An ‘End of Day’ (EoD) survey that users are prompted to complete, recording cigarettes smoked that day, cravings31 and self-efficacy28 29 (stages 1 and 2 only). Feedback is provided after each EoD survey, including encouragement to log smoking behaviour if there is a discrepancy between the survey and real time reports.
A ‘my profile’ screen including number of days quit, money saved (based on smoking rate and reported cost), a calendar showing a heat map and ‘smileys’ (use of yellow, grey and blue to denote values with corresponding happy, neutral and sad smileys) for smoking, cravings and self-efficacy for each EoD survey completed. In addition, smoking pattern feedback is provided using graphical and written summaries for smoking triggers based on the user’s historical reporting.
A ‘library’ of quitting advice split into six categories: ‘getting ready’, ‘boost your motivation’, effects of smoking and quitting’, ‘early days of quitting’, ‘staying quit’, ‘smoking after your quit date’. Users can write and submit their own support messages.
Scheduled non-tailored daily support messages delivered each morning orientated around the quit date (stages 1 and 2 only)—targeting outcome expectancies, motivation, preparation, self-efficacy (three sets of different messages to prevent message duplication in successive attempts).
The option for the user to reset their quit date in stage 1, if they are not feeling ready, or stage 2 if they relapse. Relapse is defined as multiple smoking episodes that are reported over 2 days during a quit attempt (either through smoking episode logs or the EoD survey). If this occurs, users are invited to either recommit and continue or reset their quit date and return to Stage 1.
Qualitative process evaluation
The aims of the qualitative process evaluation are:
To gather user experiences of app usage in order to inform app optimisation.
To understand participant experiences of participation and the unique contexts in which participants are attempting to quit.
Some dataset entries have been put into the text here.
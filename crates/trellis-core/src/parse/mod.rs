//! Text sanitizing and wiki-link extraction.

pub mod links;
pub mod sanitize;

pub use links::{LinkTargets, MalformedLink, MalformedReason, extract_links, malformed_links};
pub use sanitize::{sanitize, strip_code};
Interview questions will probe for in-depth descriptions of intervention participants’ experiences of app usage including which types of support they liked most and least, the timing of support in relation to experienced need for support, and views on the features used. Control participants will be asked about their experience of trial participation. Both groups will be asked about their use of or interest in other smoking cessation aids and support and contextual details such as mandated movement restrictions and family setting. In addition, the Quit Sense app includes an in-built audio record feature so that users can leave feedback. The study will therefore also assess the feasibility of a user-initiated process evaluation approach where data are collected with high ecologically validity. Any relevant data submitted will be analysed alongside interview data, potentially providing a broader range of views from a more user-controlled perspective. Transcriptions from interviews or app recordings will be anonymised. Recordings will be deleted after transcription, or if not fully transcribed, after audio coding for analysis.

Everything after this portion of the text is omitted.